Hemos dejado atrás la Navidad y, con
ella, los días en los que la familia es celebrada de manera especial. Y, es
que, la Navidad trae la familia a un primer plano. En el hemisferio norte, el
clima de estas fechas hace anhelar la vuelta al hogar. Invita a la
interioridad, que es lo propio de la familia. Pero, a la vista de cómo lo
celebran en tierras del Caribe o Argentina, se me hace evidente que esta
exaltación de la familia se debe a algo más que a las meras condiciones
geográficas y meteorológicas.
Así como las visitas familiares se
prodigan con todo nacimiento, la Natividad congrega a la gran familia humana
que puebla la tierra y es causa del deseo de paz y amor que inspira a los
hombres en estas fechas. Y es, de esta forma, como aquella primera familia
cristiana contribuye a hacer familia y a levantar una nueva civilización. Pero
ya tendremos oportunidad de incidir en ello dentro de un año.
De momento, quedémonos con el recuerdo
de ese mayor tiempo pasado en familia, un tiempo en el que se multiplican los
detalles de servicio, las conversaciones, las confidencias, las risas, el
cariño, los paseos y los sueños comunes. Pero también, ¿por qué no decirlo?,
las peleas entre sus miembros, las muestras de egoísmo, las pequeñas desavenencias
y, como consecuencia, las oportunas correcciones de palabra y obra.

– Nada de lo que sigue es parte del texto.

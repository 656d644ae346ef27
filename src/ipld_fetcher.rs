use crate::{
    cid::Cid,
    content_store::{ContentStore, ContentStoreError},
    filter::response::{Ipld, IpldBundle, StateNodeIpld, StorageNodeIpld},
    index::CidsForFetching,
};
use std::sync::Arc;
use thiserror::Error;
use tracing::trace;

#[derive(Debug, Error)]
pub enum IpldFetchError {
    #[error("content id {0} is indexed but missing from the content store")]
    Missing(Cid),
    #[error("content store error: {0}")]
    Store(#[from] ContentStoreError),
}

/// Resolves retrieved CIDs into the objects they address
#[derive(Debug, Clone)]
pub struct IpldFetcher {
    store: Arc<dyn ContentStore>,
}

impl IpldFetcher {
    pub fn new(store: Arc<dyn ContentStore>) -> Self {
        Self { store }
    }

    pub fn fetch(&self, cids: &CidsForFetching) -> Result<IpldBundle, IpldFetchError> {
        trace!("Fetching objects for height {}", cids.height);
        let mut bundle = IpldBundle::empty(cids.height);

        for header in &cids.headers {
            bundle.headers.push(self.get(&header.cid)?);
        }
        for uncle in &cids.uncles {
            bundle.uncles.push(self.get(&uncle.cid)?);
        }
        for tx in &cids.transactions {
            bundle.transactions.push(self.get(&tx.cid)?);
        }
        for rct in &cids.receipts {
            bundle.receipts.push(self.get(&rct.cid)?);
        }
        for node in &cids.state_nodes {
            bundle.state_nodes.push(StateNodeIpld {
                key: node.key.clone(),
                leaf: node.leaf,
                ipld: self.get(&node.cid)?,
            });
        }
        for node in &cids.storage_nodes {
            bundle.storage_nodes.push(StorageNodeIpld {
                state_key: node.state_key.clone(),
                key: node.key.clone(),
                leaf: node.leaf,
                ipld: self.get(&node.cid)?,
            });
        }
        Ok(bundle)
    }

    fn get(&self, cid: &Cid) -> Result<Ipld, IpldFetchError> {
        match self.store.get(cid)? {
            Some(data) => Ok(Ipld {
                cid: cid.clone(),
                data,
            }),
            None => Err(IpldFetchError::Missing(cid.clone())),
        }
    }
}
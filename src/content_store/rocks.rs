use super::{ContentStore, ContentStoreError};
use crate::cid::Cid;
use rocksdb::{ColumnFamilyDescriptor, IteratorMode, DB};
use std::path::{Path, PathBuf};
use tracing::trace;

/// Content store persisted in its own RocksDB instance, keyed by [Cid]
#[derive(Debug)]
pub struct RocksContentStore {
    pub db_path: PathBuf,
    pub database: DB,
}

impl RocksContentStore {
    pub fn new(path: &Path) -> anyhow::Result<Self> {
        let mut cf_opts = rocksdb::Options::default();
        cf_opts.set_max_write_buffer_number(16);
        let blocks = ColumnFamilyDescriptor::new("blocks", cf_opts);

        let mut database_opts = rocksdb::Options::default();
        database_opts.create_missing_column_families(true);
        database_opts.create_if_missing(true);
        let database = DB::open_cf_descriptors(&database_opts, path, vec![blocks])?;
        Ok(Self {
            db_path: PathBuf::from(path),
            database,
        })
    }

    pub fn db_path(&self) -> &Path {
        &self.db_path
    }

    fn blocks_cf(&self) -> &rocksdb::ColumnFamily {
        self.database
            .cf_handle("blocks")
            .expect("blocks column family exists")
    }
}

impl ContentStore for RocksContentStore {
    fn put(&self, bytes: &[u8]) -> Result<Cid, ContentStoreError> {
        let cid = Cid::of(bytes);
        let blocks_cf = self.blocks_cf();
        if self
            .database
            .get_pinned_cf(blocks_cf, cid.as_bytes())?
            .is_none()
        {
            trace!("Putting {} bytes at {cid}", bytes.len());
            self.database.put_cf(blocks_cf, cid.as_bytes(), bytes)?;
        }
        Ok(cid)
    }

    fn get(&self, cid: &Cid) -> Result<Option<Vec<u8>>, ContentStoreError> {
        trace!("Getting {cid}");
        Ok(self
            .database
            .get_pinned_cf(self.blocks_cf(), cid.as_bytes())?
            .map(|bytes| bytes.to_vec()))
    }

    fn len(&self) -> Result<usize, ContentStoreError> {
        let mut count = 0;
        for entry in self
            .database
            .iterator_cf(self.blocks_cf(), IteratorMode::Start)
        {
            entry?;
            count += 1;
        }
        Ok(count)
    }
}
use async_trait::async_trait;
use data_encoding::HEXLOWER;
use ipld_watcher::{
    chain::{ChainType, Height},
    content_store::rocks::RocksContentStore,
    index::{store::IndexerStore, CidIndexer, CidPayload, IndexError},
    payload::{ethereum::*, ConvertedData, RawChainData},
    service::{Components, Service},
    subscription::NodeInfo,
    upstream::{PayloadFetcher, PayloadStreamer, StreamSubscription, TransportError},
};
use std::{
    collections::{HashMap, HashSet},
    ops::RangeInclusive,
    sync::{Arc, Mutex},
};
use tempfile::TempDir;
use tokio::sync::mpsc;

/// Sets up a new temp dir, deleted when it goes out of scope
pub fn setup_new_db_dir(prefix: &str) -> anyhow::Result<TempDir> {
    let store_dir = TempDir::with_prefix(prefix)?;
    if store_dir.path().exists() {
        std::fs::remove_dir_all(store_dir.path())?;
    }
    Ok(store_dir)
}

/// Heights in `range` with at least one indexed header
pub fn indexed_heights(
    store: &IndexerStore,
    range: RangeInclusive<Height>,
) -> anyhow::Result<Vec<Height>> {
    let mut heights = vec![];
    for height in range {
        if !store.headers_at(height)?.is_empty() {
            heights.push(height);
        }
    }
    Ok(heights)
}

pub fn hex(text: &str) -> String {
    format!("0x{}", HEXLOWER.encode(text.as_bytes()))
}

/// Ethereum block at `height` with two transactions:
/// `0xA -> 0xB` whose receipt creates contract `0xC` and logs topic `0xT`, and
/// `0xD -> 0xE` whose receipt logs topic `0xF` from contract `0xC2`.
/// It also touches one state leaf and one storage leaf of account `0xB`.
pub fn eth_payload(height: Height) -> RawEthPayload {
    let tx_hash = |n: u32| format!("0xtx{height}-{n}");
    RawEthPayload {
        header: RawEthHeader {
            hash: format!("0xh{height}"),
            parent_hash: format!("0xh{}", height.saturating_sub(1)),
            number: height,
            timestamp: 1_600_000_000 + height,
            raw: hex(&format!("header {height}")),
        },
        uncles: vec![RawEthUncle {
            hash: format!("0xu{height}"),
            raw: hex(&format!("uncle {height}")),
        }],
        transactions: vec![
            RawEthTransaction {
                hash: tx_hash(0),
                from: "0xA".into(),
                to: Some("0xB".into()),
                raw: hex(&format!("tx {height} 0")),
            },
            RawEthTransaction {
                hash: tx_hash(1),
                from: "0xD".into(),
                to: Some("0xE".into()),
                raw: hex(&format!("tx {height} 1")),
            },
        ],
        receipts: vec![
            RawEthReceipt {
                tx_hash: tx_hash(0),
                contract_address: Some("0xC".into()),
                logs: vec![RawEthLog {
                    address: "0xC".into(),
                    topics: vec!["0xT".into()],
                }],
                raw: hex(&format!("receipt {height} 0")),
            },
            RawEthReceipt {
                tx_hash: tx_hash(1),
                contract_address: None,
                logs: vec![RawEthLog {
                    address: "0xC2".into(),
                    topics: vec!["0xF".into()],
                }],
                raw: hex(&format!("receipt {height} 1")),
            },
        ],
        state_nodes: vec![RawEthStateNode {
            key: ipld_watcher::filter::state_key_for_address("0xB"),
            leaf: true,
            raw: hex(&format!("state {height}")),
        }],
        storage_nodes: vec![RawEthStorageNode {
            state_key: ipld_watcher::filter::state_key_for_address("0xB"),
            key: "0x01".into(),
            leaf: true,
            raw: hex(&format!("storage {height}")),
        }],
    }
}

/// Ethereum block at `height` with a single transaction `0xA -> 0xB` whose
/// receipt creates contract `0xC` and logs topic `0xT`. No uncles or trie nodes.
pub fn single_tx_eth_payload(height: Height) -> RawEthPayload {
    let mut payload = eth_payload(height);
    payload.uncles.clear();
    payload.transactions.truncate(1);
    payload.receipts.truncate(1);
    payload.state_nodes.clear();
    payload.storage_nodes.clear();
    payload
}

pub fn raw_eth(height: Height) -> RawChainData {
    eth_payload(height)
        .to_raw_chain_data()
        .expect("payload serializes")
}

pub fn node_info() -> NodeInfo {
    NodeInfo {
        id: "node-1".into(),
        client_name: "test-node".into(),
        genesis_block: "0xh0".into(),
        network_id: 1,
        chain_id: 1,
        chain: ChainType::Ethereum,
    }
}

/// Content store and index on temp dirs, with the ethereum components over them
pub struct Stores {
    pub index_store: Arc<IndexerStore>,
    pub content_store: Arc<RocksContentStore>,
    pub components: Components,
    _index_dir: TempDir,
    _content_dir: TempDir,
}

impl Stores {
    pub fn new(prefix: &str) -> anyhow::Result<Self> {
        Self::for_chain(prefix, ChainType::Ethereum)
    }

    pub fn for_chain(prefix: &str, chain: ChainType) -> anyhow::Result<Self> {
        let index_dir = setup_new_db_dir(&format!("{prefix}-index"))?;
        let content_dir = setup_new_db_dir(&format!("{prefix}-content"))?;
        let index_store = Arc::new(IndexerStore::new(index_dir.path())?);
        let content_store = Arc::new(RocksContentStore::new(content_dir.path())?);
        let components = Components::new(
            chain,
            content_store.clone(),
            index_store.clone(),
            false,
        );
        Ok(Self {
            index_store,
            content_store,
            components,
            _index_dir: index_dir,
            _content_dir: content_dir,
        })
    }

    pub fn service(&self, workers: usize, work_queue_size: usize) -> Service {
        Service::new(
            ChainType::Ethereum,
            self.components.clone(),
            node_info(),
            workers,
            work_queue_size,
        )
    }

    /// Convert, publish and index the fixture block at each height
    pub fn index_heights(&self, heights: &[Height]) -> anyhow::Result<()> {
        for height in heights {
            self.index_raw(&raw_eth(*height))?;
        }
        Ok(())
    }

    /// Convert, publish and index one payload, returning its decoded form
    pub fn index_raw(&self, raw: &RawChainData) -> anyhow::Result<ConvertedData> {
        let converted = self.components.converter.convert(raw)?;
        let cids = self.components.publisher.publish(&converted)?;
        self.components.indexer.index(&cids)?;
        Ok(converted)
    }
}

/// Live feed that delivers a fixed script and then ends
pub struct MemoryStreamer {
    pub payloads: Vec<RawChainData>,
    pub errors: Vec<TransportError>,
}

impl MemoryStreamer {
    pub fn new(payloads: Vec<RawChainData>) -> Self {
        Self {
            payloads,
            errors: vec![],
        }
    }
}

#[async_trait]
impl PayloadStreamer for MemoryStreamer {
    async fn stream(
        &self,
        payloads: mpsc::Sender<RawChainData>,
    ) -> Result<StreamSubscription, TransportError> {
        let (error_sender, error_receiver) = mpsc::channel(self.errors.len().max(1));
        for error in &self.errors {
            let _ = error_sender.try_send(error.clone());
        }
        let script = self.payloads.clone();
        let feed = tokio::spawn(async move {
            for payload in script {
                if payloads.send(payload).await.is_err() {
                    return;
                }
            }
        });
        Ok(StreamSubscription::new(error_receiver, vec![feed]))
    }
}

/// Historical fetcher serving the fixture block at every height it knows,
/// recording each requested batch
#[derive(Default)]
pub struct ScriptedFetcher {
    pub payloads: HashMap<Height, RawChainData>,
    pub requests: Mutex<Vec<Vec<Height>>>,
}

impl ScriptedFetcher {
    pub fn with_heights(heights: impl IntoIterator<Item = Height>) -> Self {
        Self {
            payloads: heights.into_iter().map(|h| (h, raw_eth(h))).collect(),
            requests: Mutex::new(vec![]),
        }
    }

    pub fn requests(&self) -> Vec<Vec<Height>> {
        self.requests.lock().unwrap().clone()
    }
}

#[async_trait]
impl PayloadFetcher for ScriptedFetcher {
    async fn fetch_at(&self, heights: &[Height]) -> Result<Vec<RawChainData>, TransportError> {
        self.requests.lock().unwrap().push(heights.to_vec());
        heights
            .iter()
            .map(|height| {
                self.payloads
                    .get(height)
                    .cloned()
                    .ok_or(TransportError::MissingHeight(*height))
            })
            .collect()
    }
}

/// Indexer that refuses the configured heights and delegates the rest
pub struct FailingIndexer {
    pub fail: Mutex<HashSet<Height>>,
    pub inner: Arc<dyn CidIndexer>,
}

impl FailingIndexer {
    pub fn new(inner: Arc<dyn CidIndexer>, fail: impl IntoIterator<Item = Height>) -> Self {
        Self {
            fail: Mutex::new(fail.into_iter().collect()),
            inner,
        }
    }

    pub fn heal(&self) {
        self.fail.lock().unwrap().clear();
    }
}

impl CidIndexer for FailingIndexer {
    fn index(&self, payload: &CidPayload) -> Result<(), IndexError> {
        if self.fail.lock().unwrap().contains(&payload.height()) {
            return Err(IndexError::Serialization(serde_json::Error::io(
                std::io::Error::new(std::io::ErrorKind::Other, "index unavailable"),
            )));
        }
        self.inner.index(payload)
    }
}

Y, es que, no hay interioridad sin
exterioridad. Y, si hemos dicho que lo propio de la familia es la interioridad,
hay que añadir ahora que también lo es la exterioridad. La familia da ocasión
de manifestarnos tal como somos, cada miembro se muestra tal como es.

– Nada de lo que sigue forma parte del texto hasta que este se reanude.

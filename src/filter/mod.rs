//! Subscription filters and the predicates shared by the in-memory
//! [response::ResponseFilterer] and the index-backed retriever.

use crate::{
    chain::{ChainType, Height},
    cid::{blake2b_256, blake2b_256_hex},
};
use serde_derive::{Deserialize, Serialize};
use std::{collections::HashSet, fmt};
use thiserror::Error;

pub mod response;

pub const MAX_TOPIC_POSITIONS: usize = 4;

#[derive(Debug, Error, Clone, PartialEq, Eq)]
pub enum FilterError {
    #[error("receipt filter has {0} topic positions, at most 4 are allowed")]
    TooManyTopics(usize),
    #[error("filter ending block {end} precedes starting block {start}")]
    InvertedRange { start: i64, end: i64 },
    #[error("{found} filter cannot be applied to {expected} data")]
    ChainMismatch {
        expected: ChainType,
        found: ChainType,
    },
    #[error("unable to encode filter: {0}")]
    Encoding(String),
}

/// Immutable description of what a subscriber wants to receive.
///
/// `end <= 0` leaves the range open-ended. Filters that differ only in
/// allow-list order, or in hex case, share a [FilterKey]. Bitcoin
/// transaction addresses keep their case.
#[derive(Debug, Clone, PartialEq, Eq, Serialize, Deserialize)]
pub struct SubscriptionFilter {
    pub chain: ChainType,
    #[serde(default)]
    pub start: i64,
    #[serde(default)]
    pub end: i64,
    /// Replay indexed data in `[start, end]` before going live
    #[serde(default)]
    pub historical: bool,
    /// Replay indexed data and never join the live broadcast
    #[serde(default)]
    pub historical_only: bool,
    #[serde(default)]
    pub header: HeaderFilter,
    #[serde(default)]
    pub txs: TxFilter,
    #[serde(default)]
    pub receipts: ReceiptFilter,
    #[serde(default)]
    pub state: StateFilter,
    #[serde(default)]
    pub storage: StorageFilter,
}

#[derive(Debug, Clone, Default, PartialEq, Eq, Serialize, Deserialize)]
pub struct HeaderFilter {
    #[serde(default)]
    pub off: bool,
    #[serde(default)]
    pub uncles: bool,
}

#[derive(Debug, Clone, Default, PartialEq, Eq, Serialize, Deserialize)]
pub struct TxFilter {
    #[serde(default)]
    pub off: bool,
    #[serde(default)]
    pub src: Vec<String>,
    #[serde(default)]
    pub dst: Vec<String>,
}

#[derive(Debug, Clone, Default, PartialEq, Eq, Serialize, Deserialize)]
pub struct ReceiptFilter {
    #[serde(default)]
    pub off: bool,
    /// Keep the receipts of every transaction selected by the [TxFilter]
    #[serde(default)]
    pub match_txs: bool,
    #[serde(default)]
    pub contracts: Vec<String>,
    /// Positional topic allow-lists, position 0..=3
    #[serde(default)]
    pub topics: Vec<Vec<String>>,
}

#[derive(Debug, Clone, Default, PartialEq, Eq, Serialize, Deserialize)]
pub struct StateFilter {
    #[serde(default)]
    pub off: bool,
    #[serde(default)]
    pub addresses: Vec<String>,
    #[serde(default)]
    pub intermediate_nodes: bool,
}

#[derive(Debug, Clone, Default, PartialEq, Eq, Serialize, Deserialize)]
pub struct StorageFilter {
    #[serde(default)]
    pub off: bool,
    #[serde(default)]
    pub addresses: Vec<String>,
    #[serde(default)]
    pub storage_keys: Vec<String>,
    #[serde(default)]
    pub intermediate_nodes: bool,
}

/// Subscription type: hash of a filter's normalized, stable byte form
#[derive(Debug, Clone, Hash, PartialEq, Eq, PartialOrd, Ord, Serialize, Deserialize)]
pub struct FilterKey(pub String);

impl fmt::Display for FilterKey {
    fn fmt(&self, f: &mut fmt::Formatter<'_>) -> fmt::Result {
        f.write_str(&self.0)
    }
}

impl SubscriptionFilter {
    /// A filter that selects everything from `start` onward
    pub fn new(chain: ChainType, start: i64, end: i64) -> Self {
        Self {
            chain,
            start,
            end,
            historical: false,
            historical_only: false,
            header: HeaderFilter::default(),
            txs: TxFilter::default(),
            receipts: ReceiptFilter::default(),
            state: StateFilter::default(),
            storage: StorageFilter::default(),
        }
    }

    pub fn historical_data(&self) -> bool {
        self.historical
    }

    pub fn historical_data_only(&self) -> bool {
        self.historical_only
    }

    pub fn in_range(&self, height: Height) -> bool {
        let height = height as i64;
        self.start <= height && (self.end <= 0 || height <= self.end)
    }

    /// Whether `height` lies beyond a closed range, ending the subscription
    pub fn past_end(&self, height: Height) -> bool {
        self.end > 0 && height as i64 > self.end
    }

    pub fn validate(&self, chain: ChainType) -> Result<(), FilterError> {
        if self.chain != chain {
            return Err(FilterError::ChainMismatch {
                expected: chain,
                found: self.chain,
            });
        }
        if self.end > 0 && self.end < self.start {
            return Err(FilterError::InvertedRange {
                start: self.start,
                end: self.end,
            });
        }
        if self.receipts.topics.len() > MAX_TOPIC_POSITIONS {
            return Err(FilterError::TooManyTopics(self.receipts.topics.len()));
        }
        Ok(())
    }

    /// Sorted and deduplicated copy of this filter with hex values lower-cased
    pub fn normalized(&self) -> Self {
        let mut filter = self.clone();
        for addresses in [&mut filter.txs.src, &mut filter.txs.dst] {
            addresses
                .iter_mut()
                .for_each(|address| *address = self.chain.normalize_address(address));
            addresses.sort();
            addresses.dedup();
        }
        normalize_list(&mut filter.receipts.contracts);
        filter.receipts.topics.iter_mut().for_each(normalize_list);
        while filter
            .receipts
            .topics
            .last()
            .map_or(false, |topics| topics.is_empty())
        {
            filter.receipts.topics.pop();
        }
        normalize_list(&mut filter.state.addresses);
        normalize_list(&mut filter.storage.addresses);
        normalize_list(&mut filter.storage.storage_keys);
        filter
    }

    pub fn type_key(&self) -> Result<FilterKey, FilterError> {
        let bytes =
            bcs::to_bytes(&self.normalized()).map_err(|e| FilterError::Encoding(e.to_string()))?;
        Ok(FilterKey(bs58::encode(blake2b_256(&bytes)).into_string()))
    }
}

impl TxFilter {
    pub fn is_open(&self) -> bool {
        self.src.is_empty() && self.dst.is_empty()
    }

    /// Whether any sender is in `src` or any recipient is in `dst`
    pub fn matches(&self, chain: ChainType, src: &[String], dst: &[String]) -> bool {
        let listed = |list: &[String], addresses: &[String]| {
            addresses.iter().any(|address| {
                let address = chain.normalize_address(address);
                list.iter().any(|wanted| chain.normalize_address(wanted) == address)
            })
        };
        self.is_open() || listed(&self.src, src) || listed(&self.dst, dst)
    }
}

impl ReceiptFilter {
    fn has_contracts(&self) -> bool {
        !self.contracts.is_empty()
    }

    fn has_topics(&self) -> bool {
        self.topics.iter().any(|topics| !topics.is_empty())
    }

    /// Every non-empty topic position must intersect the receipt's topics at
    /// that position
    pub fn topics_match(&self, actual: &[Vec<String>; 4]) -> bool {
        self.topics.iter().enumerate().all(|(position, wanted)| {
            wanted.is_empty()
                || actual
                    .get(position)
                    .map_or(false, |actual| actual.iter().any(|a| contains(wanted, a)))
        })
    }

    /// Receipt selection. A receipt is kept when any of these hold:
    /// - no contract, topic or transaction constraint is set
    /// - `match_txs` is set and its transaction was selected
    /// - only topics are constrained and they match
    /// - its contract (or a log's contract) is allow-listed and topics match
    pub fn matches(
        &self,
        tx_hash: &str,
        contract: &str,
        log_contracts: &[String],
        topics: &[Vec<String>; 4],
        selected_txs: &HashSet<String>,
    ) -> bool {
        if !self.has_contracts() && !self.has_topics() && !self.match_txs {
            return true;
        }
        if self.match_txs && selected_txs.contains(&tx_hash.to_lowercase()) {
            return true;
        }
        if !self.has_contracts() {
            return self.has_topics() && self.topics_match(topics);
        }
        let contract_listed = (!contract.is_empty() && contains(&self.contracts, contract))
            || log_contracts
                .iter()
                .any(|address| contains(&self.contracts, address));
        contract_listed && self.topics_match(topics)
    }
}

impl StateFilter {
    /// Trie keys derived from the address allow-list; empty means all keys
    pub fn keys(&self) -> Vec<String> {
        self.addresses
            .iter()
            .map(|address| state_key_for_address(address))
            .collect()
    }

    pub fn matches(&self, keys: &[String], key: &str, leaf: bool) -> bool {
        (keys.is_empty() || contains(keys, key)) && (leaf || self.intermediate_nodes)
    }
}

impl StorageFilter {
    pub fn state_keys(&self) -> Vec<String> {
        self.addresses
            .iter()
            .map(|address| state_key_for_address(address))
            .collect()
    }

    pub fn matches(&self, state_keys: &[String], state_key: &str, key: &str, leaf: bool) -> bool {
        (state_keys.is_empty() || contains(state_keys, state_key))
            && (self.storage_keys.is_empty() || contains(&self.storage_keys, key))
            && (leaf || self.intermediate_nodes)
    }
}

/// State trie key of an account address
pub fn state_key_for_address(address: &str) -> String {
    blake2b_256_hex(address.trim().to_lowercase().as_bytes())
}

fn contains(list: &[String], value: &str) -> bool {
    list.iter().any(|item| item.eq_ignore_ascii_case(value))
}

fn normalize_list(list: &mut Vec<String>) {
    list.iter_mut()
        .for_each(|item| *item = item.trim().to_lowercase());
    list.sort();
    list.dedup();
}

Interioridad y exterioridad pugnan en ella hasta marcar sus propios límites,
que no son materiales; no son las paredes de una habitación en la que alguien
se encierra, sino que están expresados mediante una frontera transparente
definida por el deseo de hacer la vida agradable al resto. La familia
contribuye así a la situación más real y concreta en la que la libertad se pone
al servicio del prójimo, empezando por el más cercano. De esta manera, la
familia se engrandece y hasta puede entenderse lo que Chesterton llamaba
paradoja del hogar: “que es más grande por dentro que por fuera”.
Georges Chevrot escribió -entre otros-
un librito titulado “Las pequeñas virtudes del hogar”. Describe catorce: la
cortesía, la humanidad, la gratitud, la sinceridad, la discreción, la alegría,
la esperanza, el buen humor, la benevolencia, la economía, la puntualidad, la
diligencia, la paciencia y la perseverancia. Pequeñas virtudes sin las cuales
las grandes son a menudo falsas y engañadoras.
Las traigo aquí porque la mayoría de
ellas están “desaparecidas” en ese mundo globalizado del que hoy tanto se habla,
lo que significa que han perdido bastante peso en las familias. Porque no
podemos pensar en la crisis de valores de las “altas esferas” sin pensar
también que esa misma crisis procede de más abajo. O, con otras palabras, es
difícil evitar la corrupción de los que dirigen si no son educados en la
honestidad los niños que llegarán a dirigentes. Y, en esto, la familia es
esencial y, aún así, pasa lo que pasa.
La Navidad ya pasó, pero la familia
queda y no podemos guardarla en una caja como a las figurillas del Belén, antes
bien hay que potenciarla porque de ella pende toda una civilización. Tal es la
familia, tal será nuestra sociedad.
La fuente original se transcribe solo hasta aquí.